PROBLEM TO SOLVE - Would you please transcribe, exactly as written, the lines of the entries below starting at the one that holds "for _ in 0..8" and ending at the one that holds "assert_eq!(health.success_rate, 80.0);", both included?

━━━ MATERIALS PROVIDED ━━━

//! Typed wrappers for the protocol calls used by the certification layer.
//!
//! The manager treats methods and params as opaque; these helpers only build
//! params and decode results.

use crate::manager::RpcManager;
use crate::RpcError;
use base64::engine::general_purpose::STANDARD;
use base64::Engine;
use civic_types::{CallOptions, RpcResponse};
use serde::de::DeserializeOwned;
use serde::{Deserialize, Serialize};
use serde_json::{json, Value};

/// Account state returned by a `view_account` query.
#[derive(Debug, Clone, PartialEq, Eq, Deserialize, Serialize)]
pub struct AccountView {
	/// Balance in the smallest unit, as a decimal string.
	pub amount: String,
	#[serde(default)]
	pub locked: String,
	#[serde(default)]
	pub code_hash: String,
	#[serde(default)]
	pub storage_usage: u64,
	#[serde(default)]
	pub block_height: u64,
	#[serde(default)]
	pub block_hash: String,
}

/// Raw `call_function` result.
#[derive(Debug, Clone, PartialEq, Eq, Deserialize, Serialize)]
pub struct FunctionCallResult {
	/// UTF-8 bytes of the function's return value.
	pub result: Vec<u8>,
	#[serde(default)]
	pub logs: Vec<String>,
	#[serde(default)]
	pub block_height: u64,
	#[serde(default)]
	pub block_hash: String,
}

impl FunctionCallResult {
	/// Decodes the returned bytes as JSON.
	pub fn decode<T: DeserializeOwned>(&self) -> Result<T, RpcError> {
		serde_json::from_slice(&self.result).map_err(|e| RpcError::Deserialization(e.to_string()))
	}
}

impl RpcManager {
	/// Node status.
	pub async fn status(&self, options: CallOptions) -> Result<RpcResponse, RpcError> {
		self.call("status", json!([]), options).await
	}

	pub async fn view_account(
		&self,
		account_id: &str,
		options: CallOptions,
	) -> Result<RpcResponse<AccountView>, RpcError> {
		let params = json!({
			"request_type": "view_account",
			"finality": "final",
			"account_id": account_id,
		});
		self.call_as("query", params, options).await
	}

	/// Calls a view function with JSON `args` and decodes its JSON return value.
	pub async fn call_function<T: DeserializeOwned>(
		&self,
		account_id: &str,
		method_name: &str,
		args: &Value,
		options: CallOptions,
	) -> Result<RpcResponse<T>, RpcError> {
		let args = serde_json::to_vec(args).map_err(|e| RpcError::Deserialization(e.to_string()))?;
		let params = json!({
			"request_type": "call_function",
			"finality": "final",
			"account_id": account_id,
			"method_name": method_name,
			"args_base64": STANDARD.encode(args),
		});

		let response = self
			.call_as::<FunctionCallResult>("query", params, options)
			.await?;
		Ok(RpcResponse {
			data: response.data.decode()?,
			provider: response.provider,
			network: response.network,
			is_retry: response.is_retry,
			attempt_number: response.attempt_number,
		})
	}

	/// Status of a submitted transaction.
	pub async fn transaction_status(
		&self,
		tx_hash: &str,
		sender_id: &str,
		options: CallOptions,
	) -> Result<RpcResponse, RpcError> {
		self.call("tx", json!([tx_hash, sender_id]), options).await
	}
}
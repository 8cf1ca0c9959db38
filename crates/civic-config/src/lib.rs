//! Configuration for the civic delivery core.
//!
//! Configuration is read from TOML. `${VAR}` and `${VAR:-default}` references
//! are substituted from the environment before parsing, and the parsed
//! configuration is validated before it is handed out.
//!
//! ## Includes
//!
//! A file may pull other files in with `include = ["rpc.toml", ...]`. Every
//! top-level section must be defined by exactly one file.

mod loader;

#[cfg(any(test, feature = "testing"))]
pub mod builders {
	pub mod config;
}

use civic_types::{CircuitBreakerConfig, PipelineConfig, ProviderConfig, RpcManagerConfig};
use regex::Regex;
use serde::{Deserialize, Serialize};
use std::collections::{HashMap, HashSet};
use std::path::Path;
use std::str::FromStr;
use thiserror::Error;

/// Errors that can occur during configuration operations.
#[derive(Debug, Error)]
pub enum ConfigError {
	#[error("IO error: {0}")]
	Io(#[from] std::io::Error),
	/// The text is not valid TOML or does not match the expected shape.
	#[error("Configuration error: {0}")]
	Parse(String),
	/// The configuration parsed but breaks a rule.
	#[error("Validation error: {0}")]
	Validation(String),
}

impl From<toml::de::Error> for ConfigError {
	fn from(err: toml::de::Error) -> Self {
		// Keep the message, drop the echoed input
		ConfigError::Parse(err.message().to_string())
	}
}

/// Root configuration.
#[derive(Debug, Clone, Deserialize, Serialize)]
pub struct Config {
	pub service: ServiceConfig,
	pub rpc: RpcConfig,
	pub delivery: DeliveryConfig,
}

/// Identity of this service instance.
#[derive(Debug, Clone, Deserialize, Serialize)]
pub struct ServiceConfig {
	/// Instance identifier, used in logs.
	pub id: String,
}

/// RPC manager settings and the provider list.
#[derive(Debug, Clone, Deserialize, Serialize)]
pub struct RpcConfig {
	#[serde(flatten)]
	pub manager: RpcManagerConfig,
	/// Breaker settings applied to providers without an override.
	#[serde(default)]
	pub circuit_breaker: CircuitBreakerConfig,
	#[serde(default)]
	pub providers: Vec<ProviderEntry>,
}

/// One configured provider.
#[derive(Debug, Clone, Deserialize, Serialize)]
pub struct ProviderEntry {
	#[serde(flatten)]
	pub provider: ProviderConfig,
	/// Name of the transport implementation, e.g. "http".
	#[serde(default = "default_transport")]
	pub transport: String,
	/// Transport-specific settings, validated by the transport's schema.
	#[serde(default)]
	pub transport_options: Option<toml::Value>,
	/// Per-provider breaker settings.
	#[serde(default)]
	pub circuit_breaker: Option<CircuitBreakerConfig>,
}

fn default_transport() -> String {
	"http".to_string()
}

impl ProviderEntry {
	/// Transport options, or an empty table when none are configured.
	pub fn transport_config(&self) -> toml::Value {
		self.transport_options
			.clone()
			.unwrap_or_else(|| toml::Value::Table(toml::map::Map::new()))
	}
}

impl RpcConfig {
	/// Breaker settings for `entry`, falling back to the shared settings.
	pub fn circuit_breaker_for(&self, entry: &ProviderEntry) -> CircuitBreakerConfig {
		entry.circuit_breaker.unwrap_or(self.circuit_breaker)
	}
}

/// Delivery pipeline settings and adapter configurations.
#[derive(Debug, Clone, Deserialize, Serialize)]
pub struct DeliveryConfig {
	#[serde(flatten)]
	pub pipeline: PipelineConfig,
	/// Adapter name to its raw configuration table.
	#[serde(default)]
	pub adapters: HashMap<String, toml::Value>,
}

/// Substitutes `${VAR}` and `${VAR:-default}` references from the environment.
///
/// A reference to an unset variable without a default is an error.
pub(crate) fn resolve_env_vars(input: &str) -> Result<String, ConfigError> {
	const MAX_INPUT_SIZE: usize = 1024 * 1024;
	if input.len() > MAX_INPUT_SIZE {
		return Err(ConfigError::Validation(format!(
			"Configuration file too large: {} bytes (max: {} bytes)",
			input.len(),
			MAX_INPUT_SIZE
		)));
	}

	let pattern = Regex::new(r"\$\{([A-Z_][A-Z0-9_]{0,127})(?::-([^}]{0,256}))?\}")
		.map_err(|e| ConfigError::Parse(format!("Regex error: {}", e)))?;

	let mut output = String::with_capacity(input.len());
	let mut last = 0;
	for captures in pattern.captures_iter(input) {
		let (Some(whole), Some(name)) = (captures.get(0), captures.get(1)) else {
			continue;
		};
		let value = match (std::env::var(name.as_str()), captures.get(2)) {
			(Ok(value), _) => value,
			(Err(_), Some(default)) => default.as_str().to_string(),
			(Err(_), None) => {
				return Err(ConfigError::Validation(format!(
					"Environment variable '{}' not found",
					name.as_str()
				)))
			},
		};
		output.push_str(&input[last..whole.start()]);
		output.push_str(&value);
		last = whole.end();
	}
	output.push_str(&input[last..]);

	Ok(output)
}

impl Config {
	/// Loads configuration from a file, following `include` directives.
	pub async fn from_file(path: &str) -> Result<Self, ConfigError> {
		let path = Path::new(path);
		let base_dir = path.parent().unwrap_or_else(|| Path::new("."));
		let file_name = path
			.file_name()
			.ok_or_else(|| ConfigError::Validation(format!("Invalid path: {}", path.display())))?;

		loader::ConfigLoader::new(base_dir).load_config(file_name).await
	}

	/// Checks the rules a parsed configuration must satisfy.
	///
	/// Implementation-specific tables (`transport_options`, adapter tables) are
	/// validated later by the implementation's own schema.
	fn validate(&self) -> Result<(), ConfigError> {
		if self.service.id.trim().is_empty() {
			return Err(ConfigError::Validation("Service ID cannot be empty".into()));
		}

		let rpc = &self.rpc;
		if rpc.manager.default_timeout_ms == 0 {
			return Err(ConfigError::Validation(
				"rpc.default_timeout_ms must be greater than 0".into(),
			));
		}
		validate_breaker("rpc.circuit_breaker", &rpc.circuit_breaker)?;

		if rpc.providers.is_empty() {
			return Err(ConfigError::Validation(
				"At least one RPC provider must be configured".into(),
			));
		}
		let mut names = HashSet::new();
		for entry in &rpc.providers {
			let provider = &entry.provider;
			if provider.name.trim().is_empty() {
				return Err(ConfigError::Validation("Provider name cannot be empty".into()));
			}
			if !names.insert(provider.name.as_str()) {
				return Err(ConfigError::Validation(format!(
					"Duplicate provider name '{}'",
					provider.name
				)));
			}
			if provider.mainnet_url.trim().is_empty() {
				return Err(ConfigError::Validation(format!(
					"Provider '{}' has an empty mainnet_url",
					provider.name
				)));
			}
			if provider
				.testnet_url
				.as_deref()
				.is_some_and(|url| url.trim().is_empty())
			{
				return Err(ConfigError::Validation(format!(
					"Provider '{}' has an empty testnet_url",
					provider.name
				)));
			}
			if provider.timeout_ms == Some(0) {
				return Err(ConfigError::Validation(format!(
					"Provider '{}' timeout_ms must be greater than 0",
					provider.name
				)));
			}
			if entry.transport.trim().is_empty() {
				return Err(ConfigError::Validation(format!(
					"Provider '{}' must name a transport",
					provider.name
				)));
			}
			if let Some(breaker) = &entry.circuit_breaker {
				validate_breaker(&format!("provider '{}' circuit_breaker", provider.name), breaker)?;
			}
		}

		let delivery = &self.delivery;
		if delivery.pipeline.recipient_timeout_ms == 0 {
			return Err(ConfigError::Validation(
				"delivery.recipient_timeout_ms must be greater than 0".into(),
			));
		}
		if delivery.pipeline.max_concurrent_deliveries == 0 {
			return Err(ConfigError::Validation(
				"delivery.max_concurrent_deliveries must be at least 1".into(),
			));
		}
		if delivery.adapters.is_empty() {
			return Err(ConfigError::Validation(
				"At least one delivery adapter must be configured".into(),
			));
		}

		Ok(())
	}
}

fn validate_breaker(context: &str, breaker: &CircuitBreakerConfig) -> Result<(), ConfigError> {
	if breaker.failure_threshold == 0 || breaker.success_threshold == 0 {
		return Err(ConfigError::Validation(format!(
			"{}: thresholds must be at least 1",
			context
		)));
	}
	if breaker.timeout_ms == 0 {
		return Err(ConfigError::Validation(format!(
			"{}: timeout_ms must be greater than 0",
			context
		)));
	}
	Ok(())
}

impl FromStr for Config {
	type Err = ConfigError;

	fn from_str(s: &str) -> Result<Self, Self::Err> {
		let resolved = resolve_env_vars(s)?;
		let config: Config = toml::from_str(&resolved)?;
		config.validate()?;
		Ok(config)
	}
}
//! Rolling health statistics for one provider on one network.

use civic_types::{CircuitState, HealthStatus, Network, ProviderHealth};
use std::collections::VecDeque;

/// Samples retained per provider and network.
pub const HEALTH_WINDOW_SIZE: usize = 100;

#[derive(Debug, Clone, Copy)]
struct Sample {
	success: bool,
	latency_ms: u64,
}

/// Bounded window of attempt outcomes.
///
/// Success rate covers every retained sample; latency figures cover only the
/// successful ones, since failed attempts usually end at a timeout.
#[derive(Debug, Clone, Default)]
pub struct HealthWindow {
	samples: VecDeque<Sample>,
	/// Attempts recorded since the last reset, not capped by the window.
	total_requests: u64,
}

impl HealthWindow {
	pub fn new() -> Self {
		Self {
			samples: VecDeque::with_capacity(HEALTH_WINDOW_SIZE),
			total_requests: 0,
		}
	}

	pub fn record_success(&mut self, latency_ms: u64) {
		self.push(Sample {
			success: true,
			latency_ms,
		});
	}

	pub fn record_failure(&mut self, latency_ms: u64) {
		self.push(Sample {
			success: false,
			latency_ms,
		});
	}

	fn push(&mut self, sample: Sample) {
		if self.samples.len() == HEALTH_WINDOW_SIZE {
			self.samples.pop_front();
		}
		self.samples.push_back(sample);
		self.total_requests += 1;
	}

	pub fn total_requests(&self) -> u64 {
		self.total_requests
	}

	/// Percentage of successful samples. A window without samples reports 100.
	pub fn success_rate(&self) -> f64 {
		if self.samples.is_empty() {
			return 100.0;
		}
		let successes = self.samples.iter().filter(|s| s.success).count();
		successes as f64 / self.samples.len() as f64 * 100.0
	}

	fn success_latencies(&self) -> Vec<u64> {
		self.samples
			.iter()
			.filter(|s| s.success)
			.map(|s| s.latency_ms)
			.collect()
	}

	pub fn average_latency_ms(&self) -> f64 {
		mean(&self.success_latencies())
	}

	/// 95th percentile of successful latencies, never below the rounded-up mean.
	pub fn p95_latency_ms(&self) -> u64 {
		let mut latencies = self.success_latencies();
		latencies.sort_unstable();
		let average = mean(&latencies);
		percentile(&latencies, 0.95).max(average.ceil() as u64)
	}

	/// Builds a consistent snapshot. Callers hold the window's lock.
	pub fn snapshot(&self, provider: &str, network: Network, circuit: CircuitState) -> ProviderHealth {
		let success_rate = self.success_rate();
		ProviderHealth {
			provider: provider.to_string(),
			network,
			total_requests: self.total_requests,
			success_rate,
			average_latency_ms: self.average_latency_ms(),
			p95_latency_ms: self.p95_latency_ms(),
			status: HealthStatus::classify(success_rate, circuit),
			circuit_breaker_state: circuit,
		}
	}

	pub fn clear(&mut self) {
		self.samples.clear();
		self.total_requests = 0;
	}
}

fn mean(values: &[u64]) -> f64 {
	if values.is_empty() {
		return 0.0;
	}
	values.iter().sum::<u64>() as f64 / values.len() as f64
}

/// Nearest-rank percentile over an ascending slice: index `ceil(q * n) - 1`.
pub fn percentile(sorted: &[u64], quantile: f64) -> u64 {
	if sorted.is_empty() {
		return 0;
	}
	let rank = (quantile * sorted.len() as f64).ceil() as usize;
	let index = rank.saturating_sub(1).min(sorted.len() - 1);
	sorted[index]
}

#[cfg(test)]
mod tests {
	use super::*;

	#[test]
	fn test_empty_window_is_healthy() {
		let window = HealthWindow::new();
		let health = window.snapshot("alpha", Network::Mainnet, CircuitState::Closed);
		assert_eq!(health.success_rate, 100.0);
		assert_eq!(health.total_requests, 0);
		assert_eq!(health.p95_latency_ms, 0);
		assert_eq!(health.status, HealthStatus::Healthy);
	}

	#[test]
	fn test_success_rate_and_status() {
		let mut window = HealthWindow::new();
		for _ in 0..8 {
			window.record_success(10);
		}
		for _ in 0..2 {
			window.record_failure(500);
		}
		let health = window.snapshot("alpha", Network::Testnet, CircuitState::Closed);
		assert_eq!(health.success_rate, 80.0);
		assert_eq!(health.status, HealthStatus::Degraded);
		// Failed attempts do not count towards latency
		assert_eq!(health.average_latency_ms, 10.0);
	}

	#[test]
	fn test_percentile_nearest_rank() {
		let values: Vec<u64> = (1..=100).collect();
		assert_eq!(percentile(&values, 0.95), 95);
		assert_eq!(percentile(&[7], 0.95), 7);
		assert_eq!(percentile(&[1, 2], 0.95), 2);
	}

	#[test]
	fn test_p95_bounded_by_average_and_max() {
		let samples: [&[u64]; 4] = [
			&[10, 20, 30, 40, 1000],
			&[5, 5, 5, 5, 5, 5, 5, 5, 5, 5, 5, 5, 5, 5, 5, 5, 5, 5, 5, 5, 900],
			&[1, 2, 3, 4, 5, 6, 7, 8, 9, 10],
			&[100, 3],
		];
		for latencies in samples {
			let mut window = HealthWindow::new();
			for latency in latencies {
				window.record_success(*latency);
			}
			let max = *latencies.iter().max().unwrap();
			let p95 = window.p95_latency_ms();
			assert!(p95 as f64 >= window.average_latency_ms(), "{:?}", latencies);
			assert!(p95 <= max, "{:?}", latencies);
		}
	}

	#[test]
	fn test_window_is_bounded() {
		let mut window = HealthWindow::new();
		for _ in 0..HEALTH_WINDOW_SIZE {
			window.record_failure(1);
		}
		for _ in 0..HEALTH_WINDOW_SIZE {
			window.record_success(1);
		}
		assert_eq!(window.total_requests(), 2 * HEALTH_WINDOW_SIZE as u64);
		assert_eq!(window.success_rate(), 100.0);
	}

	#[test]
	fn test_open_circuit_overrides_rate() {
		let mut window = HealthWindow::new();
		window.record_success(3);
		let health = window.snapshot("alpha", Network::Mainnet, CircuitState::Open);
		assert_eq!(health.status, HealthStatus::Unhealthy);
	}
}
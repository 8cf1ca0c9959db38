//! Command-line entry point for the civic delivery core.
//!
//! Loads the configuration, builds the RPC manager and the delivery pipeline
//! from the registered implementations, and runs one operation per
//! invocation.

use civic_config::Config;
use civic_types::{CallOptions, DeliveryJob, Network};
use clap::{Parser, Subcommand};
use serde::Serialize;
use std::path::PathBuf;

mod factory_registry;

/// Command-line arguments.
#[derive(Parser, Debug)]
#[command(author, version, about, long_about = None)]
struct Args {
	/// Path to configuration file
	#[arg(short, long, default_value = "config.toml", global = true)]
	config: PathBuf,

	/// Log level (trace, debug, info, warn, error)
	#[arg(short, long, default_value = "info", global = true)]
	log_level: String,

	#[command(subcommand)]
	command: Command,
}

#[derive(Subcommand, Debug)]
enum Command {
	/// Send one RPC call through the provider pool and print the result
	Call {
		/// RPC method name
		method: String,
		/// JSON parameters
		#[arg(long, default_value = "{}")]
		params: String,
		/// Target network, defaults to the configured one
		#[arg(long)]
		network: Option<Network>,
		/// Provider to try first
		#[arg(long)]
		provider: Option<String>,
		/// Per-attempt timeout in milliseconds
		#[arg(long)]
		timeout_ms: Option<u64>,
	},
	/// Deliver the job described by a JSON file
	Deliver {
		/// Path to the job JSON
		job: PathBuf,
	},
	/// List the configured adapters' capabilities
	Capabilities,
	/// List providers with their health per network
	Providers,
}

#[tokio::main]
async fn main() -> Result<(), Box<dyn std::error::Error>> {
	let args = Args::parse();

	use tracing_subscriber::{fmt, EnvFilter};

	let env_filter =
		EnvFilter::try_from_default_env().unwrap_or_else(|_| EnvFilter::new(&args.log_level));

	// stdout carries command output
	fmt()
		.with_env_filter(env_filter)
		.with_writer(std::io::stderr)
		.with_thread_ids(true)
		.with_target(true)
		.init();

	let config_path = args
		.config
		.to_str()
		.ok_or_else(|| format!("Invalid config path: {}", args.config.display()))?;
	let config = Config::from_file(config_path).await?;
	tracing::info!("Loaded configuration [{}]", config.service.id);

	match args.command {
		Command::Call {
			method,
			params,
			network,
			provider,
			timeout_ms,
		} => {
			let params: serde_json::Value = serde_json::from_str(&params)
				.map_err(|e| format!("Invalid --params JSON: {}", e))?;
			let options = CallOptions {
				network,
				timeout_ms,
				preferred_provider: provider,
				max_retries: None,
			};

			let manager = factory_registry::build_rpc_manager(&config)?;
			let result = manager.call(&method, params, options).await;
			if let Ok(response) = &result {
				print_json(response)?;
			}
			if let Some(trace) = manager.traces(1).await.into_iter().next() {
				print_json(&trace)?;
			}
			result?;
		},
		Command::Deliver { job } => {
			let content = tokio::fs::read_to_string(&job).await?;
			let job: DeliveryJob = serde_json::from_str(&content)
				.map_err(|e| format!("Invalid job file {}: {}", job.display(), e))?;

			let pipeline = factory_registry::build_pipeline(&config)?;
			let result = pipeline.deliver_to_representatives(&job).await?;
			print_json(&result)?;
		},
		Command::Capabilities => {
			let registry = factory_registry::build_adapter_registry(&config)?;
			print_json(&registry.capabilities())?;
		},
		Command::Providers => {
			let manager = factory_registry::build_rpc_manager(&config)?;
			print_json(&manager.providers().await)?;
			print_json(&manager.metrics().await.provider_health)?;
		},
	}

	Ok(())
}

fn print_json<T: Serialize>(value: &T) -> Result<(), serde_json::Error> {
	println!("{}", serde_json::to_string_pretty(value)?);
	Ok(())
}
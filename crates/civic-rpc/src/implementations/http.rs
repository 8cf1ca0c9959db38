//! JSON-RPC 2.0 transport over HTTP.
//!
//! Each request is a `POST` of `{jsonrpc, id, method, params}` to the
//! provider's endpoint. The `result` member is returned as-is; an `error`
//! member, a non-success status or an unreadable body become
//! [`TransportError`]s.

use crate::{RpcError, RpcTransport, TransportError};
use async_trait::async_trait;
use civic_types::{ConfigSchema, Field, FieldType, Schema, ValidationError};
use reqwest::header::{HeaderMap, HeaderName, HeaderValue};
use serde::Deserialize;
use serde_json::{json, Value};
use std::sync::atomic::{AtomicU64, Ordering};
use std::time::Duration;

const DEFAULT_USER_AGENT: &str = concat!("civic-rpc/", env!("CARGO_PKG_VERSION"));

/// JSON-RPC response envelope.
#[derive(Debug, Deserialize)]
struct JsonRpcResponse {
	#[serde(default)]
	result: Option<Value>,
	#[serde(default)]
	error: Option<JsonRpcError>,
}

#[derive(Debug, Deserialize)]
struct JsonRpcError {
	code: i64,
	message: String,
	#[serde(default)]
	data: Option<Value>,
}

/// HTTP transport backed by a shared `reqwest` client.
pub struct HttpTransport {
	client: reqwest::Client,
	next_id: AtomicU64,
}

impl HttpTransport {
	pub fn new(client: reqwest::Client) -> Self {
		Self {
			client,
			next_id: AtomicU64::new(1),
		}
	}
}

/// Configuration schema for the HTTP transport.
///
/// All keys are optional:
/// - `user_agent`: value of the `User-Agent` header
/// - `connect_timeout_ms`: TCP connect timeout
/// - `headers`: table of static headers sent with every request
pub struct HttpTransportSchema;

impl ConfigSchema for HttpTransportSchema {
	fn validate(&self, config: &toml::Value) -> Result<(), ValidationError> {
		let schema = Schema::new(
			vec![],
			vec![
				Field::new("user_agent", FieldType::String),
				Field::new(
					"connect_timeout_ms",
					FieldType::Integer {
						min: Some(1),
						max: None,
					},
				),
				Field::new("headers", FieldType::Table(Schema::new(vec![], vec![]))).with_validator(
					|value| match value.as_table() {
						Some(table) => table
							.iter()
							.find(|(_, v)| !v.is_str())
							.map_or(Ok(()), |(k, _)| Err(format!("header '{}' must be a string", k))),
						None => Err("headers must be a table".to_string()),
					},
				),
			],
		);
		schema.validate(config)
	}
}

#[async_trait]
impl RpcTransport for HttpTransport {
	fn config_schema(&self) -> Box<dyn ConfigSchema> {
		Box::new(HttpTransportSchema)
	}

	async fn request(
		&self,
		method: &str,
		params: &Value,
		url: &str,
		timeout: Duration,
	) -> Result<Value, TransportError> {
		let id = self.next_id.fetch_add(1, Ordering::Relaxed);
		let body = json!({
			"jsonrpc": "2.0",
			"id": id,
			"method": method,
			"params": params,
		});

		let response = self
			.client
			.post(url)
			.timeout(timeout)
			.json(&body)
			.send()
			.await
			.map_err(|e| TransportError::Http(e.to_string()))?;

		let status = response.status();
		let text = response
			.text()
			.await
			.map_err(|e| TransportError::Http(e.to_string()))?;
		if !status.is_success() {
			return Err(TransportError::Status {
				status: status.as_u16(),
				body: text,
			});
		}

		parse_response(&text)
	}
}

fn parse_response(text: &str) -> Result<Value, TransportError> {
	let envelope: JsonRpcResponse =
		serde_json::from_str(text).map_err(|e| TransportError::InvalidResponse(e.to_string()))?;

	if let Some(error) = envelope.error {
		let message = match error.data {
			Some(data) => format!("{} ({})", error.message, data),
			None => error.message,
		};
		return Err(TransportError::Rpc {
			code: error.code,
			message,
		});
	}

	envelope
		.result
		.ok_or_else(|| TransportError::InvalidResponse("missing result".to_string()))
}

fn build_headers(config: &toml::Value) -> Result<HeaderMap, RpcError> {
	let mut headers = HeaderMap::new();
	let Some(table) = config.get("headers").and_then(|v| v.as_table()) else {
		return Ok(headers);
	};
	for (name, value) in table {
		let name = HeaderName::from_bytes(name.as_bytes())
			.map_err(|e| RpcError::Configuration(format!("Invalid header name '{}': {}", name, e)))?;
		let value = HeaderValue::from_str(value.as_str().unwrap_or_default())
			.map_err(|e| RpcError::Configuration(format!("Invalid value for header '{}': {}", name, e)))?;
		headers.insert(name, value);
	}
	Ok(headers)
}

/// Factory function to create an HTTP transport from configuration.
pub fn create_transport(config: &toml::Value) -> Result<Box<dyn RpcTransport>, RpcError> {
	HttpTransportSchema
		.validate(config)
		.map_err(|e| RpcError::Configuration(format!("Invalid http transport configuration: {}", e)))?;

	let user_agent = config
		.get("user_agent")
		.and_then(|v| v.as_str())
		.unwrap_or(DEFAULT_USER_AGENT);

	let mut builder = reqwest::Client::builder()
		.user_agent(user_agent)
		.default_headers(build_headers(config)?);
	if let Some(ms) = config.get("connect_timeout_ms").and_then(|v| v.as_integer()) {
		builder = builder.connect_timeout(Duration::from_millis(ms as u64));
	}

	let client = builder
		.build()
		.map_err(|e| RpcError::Configuration(format!("Failed to build HTTP client: {}", e)))?;
	Ok(Box::new(HttpTransport::new(client)))
}

/// Registry for the HTTP transport implementation.
pub struct Registry;

impl civic_types::ImplementationRegistry for Registry {
	const NAME: &'static str = "http";
	type Factory = crate::TransportFactory;

	fn factory() -> Self::Factory {
		create_transport
	}
}

impl crate::TransportRegistry for Registry {}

━━━

RESULT OF THIS EXERCISE -
		for _ in 0..8 {
			window.record_success(10);
		}
		for _ in 0..2 {
			window.record_failure(500);
		}
		let health = window.snapshot("alpha", Network::Testnet, CircuitState::Closed);
		assert_eq!(health.success_rate, 80.0);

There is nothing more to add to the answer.